[INPUT DATA — start]

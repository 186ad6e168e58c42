//! Keyword-routed fragrance assistant with canned answers.

use super::{rank_candidates, signature_profile};
use crate::catalog::{Catalog, Fragrance, Season, Tier};
use crate::scent::{FlowSettings, MatchResult, ScentProfile};
use serde::Serialize;

const LUXURY_PRICE_ABOVE: f64 = 120.0;

pub const CHAT_GREETING: &str = "Hi! I'm your fragrance assistant. I can help you find the perfect scent, analyze your preferences, recommend fragrances based on your mood, or answer any questions about perfumes. What would you like to explore today?";

pub const CHAT_GREETING_SUGGESTIONS: &[&str] = &[
    "Find me a fresh summer fragrance",
    "What's trending in luxury perfumes?",
    "Help me build a scent profile",
    "Recommend something for date night",
];

#[derive(Clone, Copy, Serialize, Debug, PartialEq, Eq)]
#[serde(rename_all = "snake_case")]
pub enum ChatTopic {
    FreshSummer,
    Luxury,
    Romantic,
    ScentProfile,
    General,
}

impl ChatTopic {
    fn keywords(self) -> &'static [&'static str] {
        match self {
            ChatTopic::FreshSummer => &["fresh", "summer", "citrus"],
            ChatTopic::Luxury => &["luxury", "expensive", "premium"],
            ChatTopic::Romantic => &["date", "romantic", "seductive"],
            ChatTopic::ScentProfile => &["profile", "build", "custom"],
            ChatTopic::General => &[],
        }
    }

    pub fn detect(text: &str) -> ChatTopic {
        let lower = text.to_lowercase();
        [
            ChatTopic::FreshSummer,
            ChatTopic::Luxury,
            ChatTopic::Romantic,
            ChatTopic::ScentProfile,
        ]
        .into_iter()
        .find(|topic| topic.keywords().iter().any(|k| lower.contains(k)))
        .unwrap_or(ChatTopic::General)
    }

    fn response(self) -> &'static str {
        match self {
            ChatTopic::FreshSummer => "For fresh summer fragrances, I recommend scents with vibrant citrus top notes like bergamot, lemon, or grapefruit. These create an energizing opening perfect for warm weather. Look for fragrances with aquatic or marine notes for that clean, refreshing feel. Some excellent options include Acqua di Gio by Giorgio Armani, which features lime and sea notes, or Light Blue by Dolce & Gabbana with its Sicilian lemon opening. These fragrances typically have moderate longevity (4-6 hours) and are perfect for daytime wear.",
            ChatTopic::Luxury => "Luxury fragrances distinguish themselves through rare, high-quality ingredients and masterful composition. Look for houses like Tom Ford, Creed, or Maison Francis Kurkdjian. These often feature expensive materials like natural oud, ambergris, or Bulgarian rose absolute. For example, Baccarat Rouge 540 uses saffron and amberwood for its distinctive character. Luxury fragrances typically offer superior longevity (8+ hours) and complexity that evolves beautifully throughout the day. The investment is worthwhile for special occasions or as a signature scent.",
            ChatTopic::Romantic => "For romantic occasions, choose fragrances with warm, sensual notes that create intimacy. Look for compositions featuring vanilla, amber, sandalwood, or rich florals like jasmine and rose. Tom Ford Black Orchid combines dark chocolate and patchouli for mysterious allure, while Yves Saint Laurent Black Opium offers coffee and vanilla for sweet seduction. Apply to pulse points 30 minutes before your date to allow proper development. These fragrances work best in evening settings and cooler weather.",
            ChatTopic::ScentProfile => "Building a custom scent profile is an exciting journey of self-discovery! Start by identifying your preferences across different note families. Do you gravitate toward fresh citrus, warm woods, sweet gourmands, or mysterious orientals? Consider your lifestyle - are you looking for office-appropriate scents, weekend casuals, or evening glamour? Our Scent Builder tool can help you experiment with different combinations. I recommend starting with 2-3 note families you love, then building complexity from there. What type of mood or impression do you want your signature scent to convey?",
            ChatTopic::General => "I'm here to help you navigate the wonderful world of fragrances! Whether you're looking for your first signature scent, exploring new fragrance families, or seeking the perfect perfume for a special occasion, I can provide personalized recommendations based on your preferences, lifestyle, and the impression you want to make. What specific aspect of fragrance would you like to explore today? I can help with note explanations, brand recommendations, seasonal suggestions, or even fragrance layering techniques.",
        }
    }

    fn suggestions(self) -> &'static [&'static str] {
        match self {
            ChatTopic::FreshSummer => &[
                "Tell me more about longevity",
                "What about winter alternatives?",
                "Show me similar scents",
                "Help me compare these options",
            ],
            ChatTopic::Luxury => &[
                "What makes these so special?",
                "Are there affordable alternatives?",
                "Show me niche brands",
                "Help me justify the cost",
            ],
            ChatTopic::Romantic => &[
                "How do I apply for best effect?",
                "What about seasonal variations?",
                "Show me unisex options",
                "Help me layer fragrances",
            ],
            ChatTopic::ScentProfile | ChatTopic::General => &[
                "Help me find my signature scent",
                "Explain fragrance notes to me",
                "What's popular right now?",
                "Recommend based on my mood",
            ],
        }
    }

    fn accepts(self, fragrance: &Fragrance) -> bool {
        match self {
            ChatTopic::FreshSummer => {
                fragrance.has_season(Season::Summer)
                    || fragrance.has_mood("Fresh")
                    || fragrance.notes.tier_contains_any(
                        Tier::Top,
                        &["Bergamot", "Lemon", "Lime", "Orange"],
                    )
            }
            ChatTopic::Luxury => fragrance.price > LUXURY_PRICE_ABOVE,
            ChatTopic::Romantic => {
                fragrance.has_occasion("Date Night")
                    || fragrance.has_mood("Seductive")
                    || fragrance.has_mood("Romantic")
            }
            ChatTopic::ScentProfile | ChatTopic::General => false,
        }
    }

    fn signature(self) -> Option<ScentProfile> {
        let entries: &[(Tier, &str, u8)] = match self {
            ChatTopic::FreshSummer => &[
                (Tier::Top, "Bergamot", 7),
                (Tier::Top, "Lemon", 7),
                (Tier::Top, "Grapefruit", 6),
                (Tier::Middle, "Marine Notes", 5),
            ],
            ChatTopic::Luxury => &[
                (Tier::Top, "Saffron", 6),
                (Tier::Base, "Oud", 7),
                (Tier::Base, "Amber", 6),
                (Tier::Base, "Sandalwood", 6),
            ],
            ChatTopic::Romantic => &[
                (Tier::Middle, "Jasmine", 6),
                (Tier::Middle, "Rose", 6),
                (Tier::Base, "Vanilla", 7),
                (Tier::Base, "Amber", 6),
                (Tier::Base, "Sandalwood", 6),
            ],
            ChatTopic::ScentProfile | ChatTopic::General => return None,
        };
        Some(signature_profile(entries))
    }
}

#[derive(Serialize, Debug)]
pub struct ChatReply<'a> {
    pub topic: ChatTopic,
    pub response: &'static str,
    pub suggestions: &'static [&'static str],
    pub recommendations: Vec<MatchResult<'a>>,
}

/// Answers a chat message. The optional context is only consulted when the
/// message itself doesn't hit any topic.
pub fn chat<'a>(
    catalog: &'a Catalog,
    message: &str,
    context: Option<&str>,
    settings: FlowSettings,
) -> ChatReply<'a> {
    let topic = match (ChatTopic::detect(message), context) {
        (ChatTopic::General, Some(context)) => ChatTopic::detect(context),
        (topic, _) => topic,
    };
    let recommendations = match topic.signature() {
        Some(profile) => rank_candidates(catalog, |f| topic.accepts(f), &profile, settings),
        None => vec![],
    };
    ChatReply {
        topic,
        response: topic.response(),
        suggestions: topic.suggestions(),
        recommendations,
    }
}

#[cfg(test)]
mod tests {
    use super::*;

    fn catalog() -> Catalog {
        Catalog::builtin().catalog.unwrap()
    }

    #[test]
    fn detects_topics_in_priority_order() {
        assert_eq!(ChatTopic::detect("Something CITRUS please"), ChatTopic::FreshSummer);
        assert_eq!(ChatTopic::detect("is it expensive?"), ChatTopic::Luxury);
        assert_eq!(ChatTopic::detect("first date tonight"), ChatTopic::Romantic);
        assert_eq!(ChatTopic::detect("help me build one"), ChatTopic::ScentProfile);
        assert_eq!(ChatTopic::detect("hello"), ChatTopic::General);
        assert_eq!(ChatTopic::detect("fresh luxury"), ChatTopic::FreshSummer);
    }

    #[test]
    fn topic_signatures_keep_every_entry() {
        let count = |topic: ChatTopic| topic.signature().map(|p| p.note_count());
        assert_eq!(count(ChatTopic::FreshSummer), Some(4));
        assert_eq!(count(ChatTopic::Luxury), Some(4));
        assert_eq!(count(ChatTopic::Romantic), Some(5));
        assert_eq!(count(ChatTopic::General), None);
    }

    #[test]
    fn luxury_recommendations_are_pricey() {
        let catalog = catalog();
        let reply = chat(&catalog, "show me luxury perfumes", None, FlowSettings::CHAT);
        assert_eq!(reply.topic, ChatTopic::Luxury);
        assert!(!reply.recommendations.is_empty());
        assert!(reply.recommendations.len() <= FlowSettings::CHAT.max_results);
        assert!(reply
            .recommendations
            .iter()
            .all(|r| r.fragrance.price > LUXURY_PRICE_ABOVE));
        assert_eq!(reply.suggestions[0], "What makes these so special?");
    }

    #[test]
    fn summer_recommendations_come_from_fresh_candidates() {
        let catalog = catalog();
        let reply = chat(&catalog, "a summer scent", None, FlowSettings::CHAT);
        assert_eq!(reply.topic, ChatTopic::FreshSummer);
        assert!(!reply.recommendations.is_empty());
        assert!(reply
            .recommendations
            .iter()
            .all(|r| ChatTopic::FreshSummer.accepts(r.fragrance)));
    }

    #[test]
    fn general_and_profile_topics_recommend_nothing() {
        let catalog = catalog();
        let reply = chat(&catalog, "hi there", None, FlowSettings::CHAT);
        assert_eq!(reply.topic, ChatTopic::General);
        assert!(reply.recommendations.is_empty());
        assert_eq!(reply.suggestions.len(), 4);

        let reply = chat(&catalog, "custom blend", None, FlowSettings::CHAT);
        assert_eq!(reply.topic, ChatTopic::ScentProfile);
        assert!(reply.recommendations.is_empty());
    }

    #[test]
    fn falls_back_to_context() {
        let catalog = catalog();
        let reply = chat(&catalog, "what else?", Some("date night ideas"), FlowSettings::CHAT);
        assert_eq!(reply.topic, ChatTopic::Romantic);
        assert!(!reply.recommendations.is_empty());

        let reply = chat(&catalog, "citrus", Some("date night ideas"), FlowSettings::CHAT);
        assert_eq!(reply.topic, ChatTopic::FreshSummer);
    }
}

[INPUT DATA — finish]

WORK TO COMPLETE>
Copy every line of the data above, beginning with the first and ending with the line that contains "pub const CHAT_GREETING_SUGGESTIONS: &[&str]", and give nothing more.

OUTPUT OF THE EXERCISE>
repository 186ad6e168e58c42
//! Keyword-routed fragrance assistant with canned answers.

use super::{rank_candidates, signature_profile};
use crate::catalog::{Catalog, Fragrance, Season, Tier};
use crate::scent::{FlowSettings, MatchResult, ScentProfile};
use serde::Serialize;

const LUXURY_PRICE_ABOVE: f64 = 120.0;

pub const CHAT_GREETING: &str = "Hi! I'm your fragrance assistant. I can help you find the perfect scent, analyze your preferences, recommend fragrances based on your mood, or answer any questions about perfumes. What would you like to explore today?";

pub const CHAT_GREETING_SUGGESTIONS: &[&str] = &[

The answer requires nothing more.